Pour en débattre, des chercheurs, institutionnels, représentants des filières (CNRS, Inra, Inao, chambre régionale d'agriculture) étaient invités le 18 mars dernier au technopole Alimentec de Bourg-en-Bresse, la veille de la sixième édition du grand marché des AOC-AOP-IGP. François Belay (agence AOC), organisateur de l'événement, rappelait : « L'objectif est de valoriser terroirs et territoires et permettre au public de découvrir les fleurons de nos productions. Ces échanges sont une caution morale et scientifique.

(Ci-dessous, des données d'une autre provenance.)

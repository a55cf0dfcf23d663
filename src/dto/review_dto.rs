use chrono::{DateTime, Utc};
use serde::{Deserialize, Serialize};
use serde_json::Value as JsonValue;
use uuid::Uuid;
use validator::Validate;

use crate::models::question::{Question, QuestionDetails};
use crate::models::review::GradedAnswer;

/// A graded answer merged with its question, in the shape the review screen reads.
#[derive(Debug, Clone, Serialize)]
pub struct ReviewQuestion {
    pub question_id: i32,
    pub question: String,
    #[serde(rename = "type")]
    pub question_type: String,
    #[serde(skip_serializing_if = "Option::is_none")]
    pub options: Option<Vec<String>>,
    #[serde(skip_serializing_if = "Option::is_none")]
    pub starter_code: Option<String>,
    #[serde(skip_serializing_if = "Option::is_none")]
    pub explanation: Option<String>,
    pub points: i32,
    pub answer: JsonValue,
    pub correct_answer: JsonValue,
    pub auto_score: i32,
    pub auto_is_correct: Option<bool>,
    pub manual_score: Option<i32>,
    pub manual_is_correct: Option<bool>,
    pub review_notes: Option<String>,
    pub needs_review: bool,
}

impl ReviewQuestion {
    pub fn new(answer: &GradedAnswer, question: Option<&Question>) -> Self {
        let (options, starter_code) = match question.map(|q| &q.details) {
            Some(QuestionDetails::MultipleChoice(mc)) => (Some(mc.options.clone()), None),
            Some(QuestionDetails::Coding(c)) => (None, c.starter_code.clone()),
            _ => (None, None),
        };
        Self {
            question_id: answer.question_id,
            question: answer.question_text.clone(),
            question_type: answer.question_type.clone(),
            options,
            starter_code,
            explanation: question.and_then(|q| q.explanation.clone()),
            points: answer.max_points,
            answer: answer.candidate_answer.clone(),
            correct_answer: answer.correct_answer.clone(),
            auto_score: answer.auto_score,
            auto_is_correct: answer.auto_is_correct,
            manual_score: answer.manual_score,
            manual_is_correct: answer.manual_is_correct,
            review_notes: answer.review_notes.clone(),
            needs_review: answer.needs_review,
        }
    }
}

#[derive(Debug, Clone, Serialize)]
pub struct ReviewView {
    pub review_id: Uuid,
    pub attempt_id: Uuid,
    pub assessment_id: Uuid,
    pub assessment_title: String,
    pub candidate_id: Uuid,
    pub candidate_name: String,
    pub candidate_email: String,
    /// Seconds.
    pub time_spent: i64,
    pub completed_at: Option<DateTime<Utc>>,
    pub auto_score: f64,
    pub final_score: Option<f64>,
    pub passed: Option<bool>,
    pub passing_score: f64,
    pub review_status: String,
    pub results_released: bool,
    pub overall_feedback: Option<String>,
    pub questions: Vec<ReviewQuestion>,
}

/// Partial update of one answer. `is_correct` alone awards full or zero points.
#[derive(Debug, Clone, Default, Deserialize, Validate)]
pub struct UpdateAnswerPayload {
    #[validate(range(min = 0.0))]
    pub manual_score: Option<f64>,
    #[serde(alias = "manual_is_correct")]
    pub is_correct: Option<bool>,
    #[validate(length(max = 5000))]
    pub review_notes: Option<String>,
}

#[derive(Debug, Clone, Default, Deserialize, Validate)]
pub struct CompleteReviewPayload {
    #[validate(length(max = 10000))]
    pub overall_feedback: Option<String>,
}

#[derive(Debug, Clone, Serialize)]
pub struct CompleteReviewResponse {
    pub review_id: Uuid,
    pub final_score: f64,
    pub passed: bool,
    pub review_status: String,
}

#[derive(Debug, Clone, Serialize)]
pub struct ReleaseResponse {
    pub review_id: Uuid,
    pub results_released: bool,
}
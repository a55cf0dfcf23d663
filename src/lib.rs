pub mod config;
pub mod database;
pub mod dto;
pub mod error;
pub mod middleware;
pub mod models;
pub mod routes;
pub mod services;
pub mod utils;

use std::sync::Arc;
use std::time::Duration;

use reqwest::Client;
use sqlx::PgPool;

use crate::config::Config;
use crate::error::Result;
use crate::services::{
    assessment_service::AssessmentService, attempt_service::AttemptService,
    audit_service::AuditService, candidate_service::CandidateService,
    category_service::CategoryService, code_runner::CodeRunner,
    codewars_service::CodewarsService, draft_service::DraftService,
    feedback_service::FeedbackService, interview_service::InterviewService,
    practice_service::PracticeService, profile_service::ProfileService,
    review_service::ReviewService, session_service::SessionService,
};
use crate::utils::time::{Clock, SystemClock};

#[derive(Clone)]
pub struct AppState {
    pub pool: PgPool,
    pub jwt_secret: Arc<str>,
    pub clock: Arc<dyn Clock>,
    pub code_runner: CodeRunner,
    pub category_service: CategoryService,
    pub practice_service: PracticeService,
    pub draft_service: DraftService,
    pub session_service: SessionService,
    pub assessment_service: AssessmentService,
    pub attempt_service: AttemptService,
    pub review_service: ReviewService,
    pub interview_service: InterviewService,
    pub candidate_service: CandidateService,
    pub feedback_service: FeedbackService,
    pub profile_service: ProfileService,
    pub codewars_service: CodewarsService,
}

impl AppState {
    pub fn new(pool: PgPool, config: &Config) -> Result<Self> {
        Self::with_clock(pool, config, Arc::new(SystemClock))
    }

    pub fn with_clock(pool: PgPool, config: &Config, clock: Arc<dyn Clock>) -> Result<Self> {
        let http_client = Client::builder()
            .timeout(Duration::from_secs(config.code_runner_timeout_secs))
            .build()?;

        let audit = AuditService::new(pool.clone());
        let code_runner = CodeRunner::new(http_client.clone(), config.code_runner_url.clone());
        let practice_service = PracticeService::new(pool.clone(), code_runner.clone(), audit.clone());
        let assessment_service = AssessmentService::new(pool.clone(), audit.clone());

        Ok(Self {
            jwt_secret: Arc::from(config.jwt_secret.as_str()),
            category_service: CategoryService::new(pool.clone(), audit.clone()),
            draft_service: DraftService::new(pool.clone()),
            session_service: SessionService::new(pool.clone(), practice_service.clone(), clock.clone()),
            attempt_service: AttemptService::new(pool.clone(), assessment_service.clone(), clock.clone()),
            review_service: ReviewService::new(pool.clone(), audit.clone()),
            interview_service: InterviewService::new(pool.clone(), audit),
            candidate_service: CandidateService::new(pool.clone()),
            feedback_service: FeedbackService::new(pool.clone()),
            profile_service: ProfileService::new(pool.clone()),
            codewars_service: CodewarsService::new(
                http_client,
                config.codewars_base_url.clone(),
                practice_service.clone(),
            ),
            assessment_service,
            practice_service,
            code_runner,
            clock,
            pool,
        })
    }
}
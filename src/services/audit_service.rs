use crate::error::Result;
use crate::models::audit_log::AuditLog;
use serde_json::Value as JsonValue;
use sqlx::PgPool;
use uuid::Uuid;

#[derive(Clone)]
pub struct AuditService {
    pool: PgPool,
}

impl AuditService {
    pub fn new(pool: PgPool) -> Self {
        Self { pool }
    }

    pub async fn log(
        &self,
        user_id: Option<Uuid>,
        action: &str,
        entity_type: &str,
        entity_id: Uuid,
        changes: Option<JsonValue>,
    ) -> Result<AuditLog> {
        let row = sqlx::query_as::<_, AuditLog>(
            r#"
            INSERT INTO audit_logs (user_id, action, entity_type, entity_id, changes)
            VALUES ($1, $2, $3, $4, $5)
            RETURNING id, user_id, action, entity_type, entity_id, changes, created_at
            "#,
        )
        .bind(user_id)
        .bind(action)
        .bind(entity_type)
        .bind(entity_id)
        .bind(changes)
        .fetch_one(&self.pool)
        .await?;
        Ok(row)
    }

    /// Audit writes never fail the request they describe.
    pub async fn record(
        &self,
        user_id: Uuid,
        action: &str,
        entity_type: &str,
        entity_id: Uuid,
        changes: Option<JsonValue>,
    ) {
        if let Err(e) = self.log(Some(user_id), action, entity_type, entity_id, changes).await {
            tracing::warn!(error = %e, action, entity_type, entity_id = %entity_id, "audit log write failed");
        }
    }
}
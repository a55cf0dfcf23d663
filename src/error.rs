use axum::{
    http::StatusCode,
    response::{IntoResponse, Json},
};
use serde_json::json;

pub type Result<T> = std::result::Result<T, Error>;

const UNIQUE_VIOLATION: &str = "23505";

#[derive(Debug, thiserror::Error)]
pub enum Error {
    #[error("Configuration error: {0}")]
    Config(String),

    #[error("Bad request: {0}")]
    BadRequest(String),

    #[error("Unauthorized: {0}")]
    Unauthorized(String),

    #[error("Forbidden: {0}")]
    Forbidden(String),

    #[error("Not found: {0}")]
    NotFound(String),

    #[error("Conflict: {0}")]
    Conflict(String),

    #[error("Database error: {0}")]
    Database(sqlx::Error),

    #[error("Migration error: {0}")]
    Migrate(#[from] sqlx::migrate::MigrateError),

    #[error("Validation error: {0}")]
    Validation(#[from] validator::ValidationErrors),

    #[error("JSON error: {0}")]
    Json(#[from] serde_json::Error),

    #[error("HTTP error: {0}")]
    Reqwest(#[from] reqwest::Error),

    #[error("Upstream error: {0}")]
    Upstream(String),

    #[error("Internal error: {0}")]
    Internal(String),

    #[error("IO error: {0}")]
    Io(#[from] std::io::Error),

    #[error("Excel export error: {0}")]
    Xlsx(#[from] rust_xlsxwriter::XlsxError),
}

impl Error {
    pub fn status(&self) -> StatusCode {
        match self {
            Error::BadRequest(_) | Error::Validation(_) | Error::Json(_) => StatusCode::BAD_REQUEST,
            Error::Unauthorized(_) => StatusCode::UNAUTHORIZED,
            Error::Forbidden(_) => StatusCode::FORBIDDEN,
            Error::NotFound(_) => StatusCode::NOT_FOUND,
            Error::Conflict(_) => StatusCode::CONFLICT,
            Error::Reqwest(_) | Error::Upstream(_) => StatusCode::BAD_GATEWAY,
            Error::Config(_)
            | Error::Database(_)
            | Error::Migrate(_)
            | Error::Internal(_)
            | Error::Io(_)
            | Error::Xlsx(_) => StatusCode::INTERNAL_SERVER_ERROR,
        }
    }
}

impl IntoResponse for Error {
    fn into_response(self) -> axum::response::Response {
        let status = self.status();
        if status.is_server_error() {
            tracing::error!(error = %self, "request failed");
        }

        let error_message = match self {
            Error::BadRequest(msg)
            | Error::Unauthorized(msg)
            | Error::Forbidden(msg)
            | Error::NotFound(msg)
            | Error::Conflict(msg)
            | Error::Internal(msg) => msg,
            Error::Validation(err) => err.to_string(),
            Error::Json(err) => err.to_string(),
            Error::Reqwest(err) => format!("External service error: {}", err),
            Error::Upstream(msg) => format!("External service error: {}", msg),
            Error::Xlsx(err) => format!("Export error: {}", err),
            Error::Database(_) | Error::Migrate(_) | Error::Io(_) | Error::Config(_) => {
                "An unexpected error occurred".to_string()
            }
        };

        let body = Json(json!({ "error": error_message }));
        (status, body).into_response()
    }
}

impl From<sqlx::Error> for Error {
    fn from(err: sqlx::Error) -> Self {
        match err {
            sqlx::Error::RowNotFound => Error::NotFound("Resource not found".to_string()),
            sqlx::Error::Database(ref db)
                if db.code().as_deref() == Some(UNIQUE_VIOLATION) =>
            {
                Error::Conflict("Resource already exists".to_string())
            }
            other => Error::Database(other),
        }
    }
}

/// True when a database error is a unique-constraint violation on `constraint`.
pub fn is_unique_violation(err: &sqlx::Error, constraint: &str) -> bool {
    match err {
        sqlx::Error::Database(db) => {
            db.code().as_deref() == Some(UNIQUE_VIOLATION) && db.constraint() == Some(constraint)
        }
        _ => false,
    }
}

#[cfg(test)]
mod tests {
    use super::*;
    use axum::body::to_bytes;

    #[tokio::test]
    async fn bad_request_renders_error_body() {
        let response = Error::BadRequest("Problem is locked".into()).into_response();
        assert_eq!(response.status(), StatusCode::BAD_REQUEST);
        let bytes = to_bytes(response.into_body(), usize::MAX).await.unwrap();
        let body: serde_json::Value = serde_json::from_slice(&bytes).unwrap();
        assert_eq!(body["error"], "Problem is locked");
    }

    #[test]
    fn row_not_found_maps_to_not_found() {
        let err: Error = sqlx::Error::RowNotFound.into();
        assert_eq!(err.status(), StatusCode::NOT_FOUND);
    }

    #[test]
    fn upstream_is_bad_gateway() {
        assert_eq!(Error::Upstream("runner down".into()).status(), StatusCode::BAD_GATEWAY);
        assert_eq!(Error::Conflict("dup".into()).status(), StatusCode::CONFLICT);
    }
}
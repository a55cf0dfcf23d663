use chrono::{DateTime, Utc};
use serde::{Deserialize, Serialize};
use sqlx::FromRow;
use uuid::Uuid;

#[derive(Debug, Clone, Serialize, Deserialize, FromRow)]
pub struct Category {
    pub id: Uuid,
    pub name: String,
    pub description: Option<String>,
    pub created_by: Option<Uuid>,
    pub created_at: DateTime<Utc>,
    pub updated_at: DateTime<Utc>,
}

/// Category row joined with aggregate counts for listing pages.
#[derive(Debug, Clone, Serialize, Deserialize, FromRow)]
pub struct CategoryWithCounts {
    pub id: Uuid,
    pub name: String,
    pub description: Option<String>,
    pub created_at: DateTime<Utc>,
    pub problem_count: i64,
    pub total_points: i64,
}
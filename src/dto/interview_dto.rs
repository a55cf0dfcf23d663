use chrono::{DateTime, Utc};
use serde::{Deserialize, Serialize};
use sqlx::FromRow;
use uuid::Uuid;
use validator::Validate;

use crate::models::interview::InterviewStatus;

pub const INTERVIEW_TYPES: &[&str] = &["technical", "behavioral", "hr", "final", "video", "phone", "onsite"];

fn validate_interview_type(value: &str) -> std::result::Result<(), validator::ValidationError> {
    crate::utils::validation::validate_one_of(value, INTERVIEW_TYPES, "invalid_interview_type")
}

fn validate_interview_status(value: &str) -> std::result::Result<(), validator::ValidationError> {
    InterviewStatus::parse(value)
        .map(|_| ())
        .ok_or_else(|| validator::ValidationError::new("invalid_status"))
}

#[derive(Debug, Clone, Deserialize, Validate)]
pub struct CreateInterviewPayload {
    pub interviewee_id: Uuid,
    #[validate(length(min = 1, max = 255), custom(function = "crate::utils::validation::validate_not_blank"))]
    pub position: String,
    #[serde(rename = "type", alias = "interview_type", default = "default_type")]
    #[validate(custom(function = "validate_interview_type"))]
    pub interview_type: String,
    pub scheduled_at: DateTime<Utc>,
    #[validate(range(min = 5, max = 480))]
    pub duration: Option<i32>,
    #[validate(length(max = 2000))]
    pub meeting_link: Option<String>,
    #[validate(length(max = 500))]
    pub location: Option<String>,
    #[validate(length(max = 5000))]
    pub notes: Option<String>,
    pub assessment_id: Option<Uuid>,
}

fn default_type() -> String {
    "technical".to_string()
}

/// Every field optional: absent fields keep their stored value.
#[derive(Debug, Clone, Default, Deserialize, Validate)]
pub struct UpdateInterviewPayload {
    #[validate(length(min = 1, max = 255))]
    pub position: Option<String>,
    #[serde(rename = "type", alias = "interview_type")]
    #[validate(custom(function = "validate_interview_type"))]
    pub interview_type: Option<String>,
    pub scheduled_at: Option<DateTime<Utc>>,
    #[validate(range(min = 5, max = 480))]
    pub duration: Option<i32>,
    #[validate(length(max = 2000))]
    pub meeting_link: Option<String>,
    #[validate(length(max = 500))]
    pub location: Option<String>,
    #[validate(length(max = 5000))]
    pub notes: Option<String>,
    pub assessment_id: Option<Uuid>,
    #[validate(custom(function = "validate_interview_status"))]
    pub status: Option<String>,
}

/// Flat row joined with both parties; reshaped into [`InterviewView`].
#[derive(Debug, Clone, FromRow)]
pub struct InterviewRow {
    pub id: Uuid,
    pub recruiter_id: Uuid,
    pub interviewee_id: Uuid,
    pub assessment_id: Option<Uuid>,
    pub assessment_title: Option<String>,
    pub position: String,
    pub interview_type: String,
    pub scheduled_at: DateTime<Utc>,
    pub duration: i32,
    pub meeting_link: Option<String>,
    pub location: Option<String>,
    pub notes: Option<String>,
    pub status: String,
    pub created_at: DateTime<Utc>,
    pub interviewee_name: String,
    pub interviewee_email: String,
    pub interviewee_avatar: Option<String>,
    pub interviewee_position: Option<String>,
    pub recruiter_name: String,
    pub recruiter_email: String,
    pub recruiter_avatar: Option<String>,
    pub recruiter_company: Option<String>,
}

#[derive(Debug, Clone, Serialize)]
pub struct Party {
    pub id: Uuid,
    pub name: String,
    pub email: String,
    pub avatar: Option<String>,
    #[serde(skip_serializing_if = "Option::is_none")]
    pub position: Option<String>,
    #[serde(skip_serializing_if = "Option::is_none")]
    pub company: Option<String>,
}

#[derive(Debug, Clone, Serialize)]
pub struct InterviewView {
    pub id: Uuid,
    pub position: String,
    #[serde(rename = "type")]
    pub interview_type: String,
    pub scheduled_at: DateTime<Utc>,
    pub duration: i32,
    pub meeting_link: Option<String>,
    pub location: Option<String>,
    pub notes: Option<String>,
    pub status: String,
    pub assessment_id: Option<Uuid>,
    pub assessment_title: Option<String>,
    pub interviewee: Party,
    pub recruiter: Party,
    pub created_at: DateTime<Utc>,
}

impl From<InterviewRow> for InterviewView {
    fn from(row: InterviewRow) -> Self {
        Self {
            id: row.id,
            position: row.position,
            interview_type: row.interview_type,
            scheduled_at: row.scheduled_at,
            duration: row.duration,
            meeting_link: row.meeting_link,
            location: row.location,
            notes: row.notes,
            status: row.status,
            assessment_id: row.assessment_id,
            assessment_title: row.assessment_title,
            interviewee: Party {
                id: row.interviewee_id,
                name: row.interviewee_name,
                email: row.interviewee_email,
                avatar: row.interviewee_avatar,
                position: row.interviewee_position,
                company: None,
            },
            recruiter: Party {
                id: row.recruiter_id,
                name: row.recruiter_name,
                email: row.recruiter_email,
                avatar: row.recruiter_avatar,
                position: None,
                company: row.recruiter_company,
            },
            created_at: row.created_at,
        }
    }
}

#[derive(Debug, Clone, Serialize)]
pub struct InterviewList {
    pub interviews: Vec<InterviewView>,
}

/// Interviewee picker entry on the scheduling form.
#[derive(Debug, Clone, Serialize, FromRow)]
pub struct SchedulableCandidate {
    pub id: Uuid,
    pub first_name: String,
    pub last_name: String,
    pub email: String,
    pub position: Option<String>,
}

#[derive(Debug, Clone, Serialize)]
pub struct CandidateList {
    pub candidates: Vec<SchedulableCandidate>,
}

/// Splits a stored full name into first and last name.
pub fn split_name(full_name: &str) -> (String, String) {
    let mut parts = full_name.trim().splitn(2, char::is_whitespace);
    let first = parts.next().unwrap_or_default().to_string();
    let last = parts.next().unwrap_or_default().trim().to_string();
    (first, last)
}

#[cfg(test)]
mod tests {
    use super::*;
    use serde_json::json;

    #[test]
    fn create_accepts_client_body() {
        let payload: CreateInterviewPayload = serde_json::from_value(json!({
            "interviewee_id": Uuid::new_v4(),
            "position": "Backend Engineer",
            "type": "technical",
            "duration": 60,
            "meeting_link": "",
            "location": "",
            "notes": "",
            "scheduled_at": "2026-04-01T09:30:00.000Z"
        }))
        .unwrap();
        assert!(payload.validate().is_ok());
        assert_eq!(payload.assessment_id, None);
    }

    #[test]
    fn unknown_status_is_rejected() {
        let payload = UpdateInterviewPayload {
            status: Some("postponed".into()),
            ..Default::default()
        };
        assert!(payload.validate().is_err());
    }

    #[test]
    fn names_split_on_first_space() {
        assert_eq!(split_name("Ada King Lovelace"), ("Ada".into(), "King Lovelace".into()));
        assert_eq!(split_name("Plato"), ("Plato".into(), String::new()));
    }
}
pub mod assessments;
pub mod candidates;
pub mod categories;
pub mod codewars;
pub mod feedback;
pub mod health;
pub mod interviewee;
pub mod interviews;
pub mod practice;
pub mod profile;
pub mod run_code;
pub mod sessions;

use axum::{
    middleware::from_fn_with_state,
    routing::{get, post, put},
    Router,
};

use crate::middleware::{
    auth::{require_auth, require_recruiter},
    rate_limit::{new_rps_state, rps_middleware},
};
use crate::AppState;

/// Every route of the service. Cross-cutting layers (CORS, tracing, body limit) are added by the caller.
pub fn app_router(state: AppState, api_rps: u32, public_rps: u32) -> Router {
    let public_api = Router::new()
        .route("/health", get(health::health))
        .route("/api/public/practice-problems", get(practice::list_public_problems))
        .layer(from_fn_with_state(new_rps_state(public_rps), rps_middleware));

    let user_api = Router::new()
        .route(
            "/practice-problems",
            get(practice::list_problems).post(practice::create_problem),
        )
        .route("/practice-problems/attempts", get(practice::my_attempts))
        .route("/practice-problems/statistics", get(practice::statistics))
        .route(
            "/practice-problems/active",
            get(practice::get_active)
                .put(practice::set_active)
                .delete(practice::clear_active),
        )
        .route(
            "/practice-problems/:id",
            get(practice::get_problem)
                .put(practice::update_problem)
                .delete(practice::delete_problem),
        )
        .route("/practice-problems/:id/attempt", post(practice::submit_attempt))
        .route("/practice-problems/:id/attempts", get(practice::problem_attempts))
        .route(
            "/practice-problems/:id/draft",
            get(practice::get_draft)
                .put(practice::save_draft)
                .delete(practice::delete_draft),
        )
        .route("/practice-categories", get(sessions::list_practice_categories))
        .route(
            "/practice-categories/:id/start-session",
            post(sessions::start_session),
        )
        .route("/practice-categories/sessions/:id", get(sessions::get_session))
        .route(
            "/practice-categories/sessions/:id/submit-problem",
            post(sessions::submit_problem),
        )
        .route("/run-code", post(run_code::run_code))
        .route(
            "/categories",
            get(categories::list_categories).post(categories::create_category),
        )
        .route(
            "/categories/:id",
            put(categories::update_category).delete(categories::delete_category),
        )
        .route(
            "/interviews",
            get(interviews::list_interviews).post(interviews::create_interview),
        )
        .route(
            "/interviews/:id",
            put(interviews::update_interview).delete(interviews::delete_interview),
        )
        .route("/invitations", get(interviewee::list_invitations))
        .route("/invitations/:id/accept", post(interviewee::accept_invitation))
        .route("/interviewee/assessment/:id", get(interviewee::view_assessment))
        .route(
            "/interviewee/assessments/:id/start",
            post(interviewee::start_assessment),
        )
        .route(
            "/interviewee/assessments/:id/attempt",
            get(interviewee::get_assessment_attempt),
        )
        .route("/interviewee/attempts/summary", get(interviewee::attempts_summary))
        .route("/interviewee/attempts/:id", get(interviewee::get_attempt))
        .route("/interviewee/attempts/:id/answer", post(interviewee::save_answer))
        .route("/interviewee/attempts/:id/submit", post(interviewee::submit_assessment))
        .route("/interviewee/attempts/:id/review", get(interviewee::attempt_review))
        .route("/tests/available", get(interviewee::available_tests))
        .route("/public/test-assessments", get(interviewee::test_assessments))
        .route(
            "/feedback",
            get(feedback::list_feedback).post(feedback::create_feedback),
        )
        .route(
            "/profile",
            get(profile::get_profile).post(profile::update_profile),
        )
        .route(
            "/settings/notifications",
            get(profile::get_notifications).post(profile::update_notifications),
        )
        .route_layer(from_fn_with_state(state.clone(), require_auth));

    let recruiter_api = Router::new()
        .route(
            "/assessments",
            get(assessments::list_assessments).post(assessments::create_assessment),
        )
        .route(
            "/assessments/:id",
            get(assessments::get_assessment)
                .put(assessments::update_assessment)
                .delete(assessments::delete_assessment),
        )
        .route("/assessments/:id/results", get(assessments::assessment_results))
        .route(
            "/assessments/:id/results/export",
            get(assessments::export_results),
        )
        .route(
            "/assessments/:id/submissions/:attempt_id/review",
            get(assessments::get_submission_review),
        )
        .route(
            "/assessments/reviews/:review_id/answers/:question_id",
            put(assessments::update_review_answer),
        )
        .route(
            "/assessments/reviews/:review_id/complete",
            post(assessments::complete_review),
        )
        .route(
            "/assessments/reviews/:review_id/release",
            post(assessments::release_results),
        )
        .route("/send-invite", post(assessments::send_invite))
        .route("/candidates", get(candidates::list_candidates))
        .route("/candidates/:id/status", put(candidates::update_candidate_status))
        .route("/interviews/candidates", get(interviews::schedulable_candidates))
        .route("/feedback/stats", get(feedback::feedback_stats))
        .route("/feedback/:id", put(feedback::update_feedback))
        .route("/codewars/challenge/:id", get(codewars::get_challenge))
        .route("/codewars/search", get(codewars::search_challenges))
        .route("/codewars/import/:id", post(codewars::import_challenge))
        .route_layer(from_fn_with_state(state.clone(), require_recruiter));

    let api = user_api
        .merge(recruiter_api)
        .layer(from_fn_with_state(new_rps_state(api_rps), rps_middleware));

    public_api.nest("/api", api).with_state(state)
}
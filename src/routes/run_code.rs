use axum::{
    extract::State,
    response::{IntoResponse, Json},
};
use validator::Validate;

use crate::{
    dto::run_code_dto::{RunCodePayload, RunCodeResponse, RunMode},
    error::Result,
    AppState,
};

#[axum::debug_handler]
pub async fn run_code(
    State(state): State<AppState>,
    Json(payload): Json<RunCodePayload>,
) -> Result<impl IntoResponse> {
    payload.validate()?;
    let language = payload.language.trim().to_lowercase();
    let outcome = match payload.mode()? {
        RunMode::Input(input) => {
            state
                .code_runner
                .run_with_input(&payload.code, &language, input)
                .await?
        }
        RunMode::TestCases(cases) => {
            state
                .code_runner
                .run_test_cases(&payload.code, &language, cases)
                .await?
        }
    };
    Ok(Json(RunCodeResponse::from(outcome)))
}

Nous sommes très heureux car on passe ainsi à une dimension supérieure ».
François Casabianca, chercheur responsable du laboratoire de recherche sur le développement de l'élevage à l'Inra de Corte, témoignait des nombreuses valeurs véhiculées par les identifications géographiques : avantage concurrentiel, patrimoine culturel et gastronomique vivant, compétence et détermination, préservation des traditions mais aussi évolution vers de nouvelles méthodes (capacité à innover), concurrence égale entre les producteurs de produits portant ces mentions, crédibilité des produits, modes de production reconnus comme facteurs de plus-value, action collective avec des producteurs rassemblés, confiance du consommateur, etc.
Les dimensions sont donc multiples : économique, culturelle et patrimoniale, organisationnelle, territoriale, environnementale, technique, éthique...
Dominique Barjolle, enseignante chercheur à l'école polytechnique fédérale de Zurich, ajoutait : « trois conditions de base doivent être réunies pour que l'identification géographique fonctionne : le lien doit être établi entre la qualité, la réputation et les spécificités du produit ; il faut une gouvernance et que le produit soit sur un marché porteur ».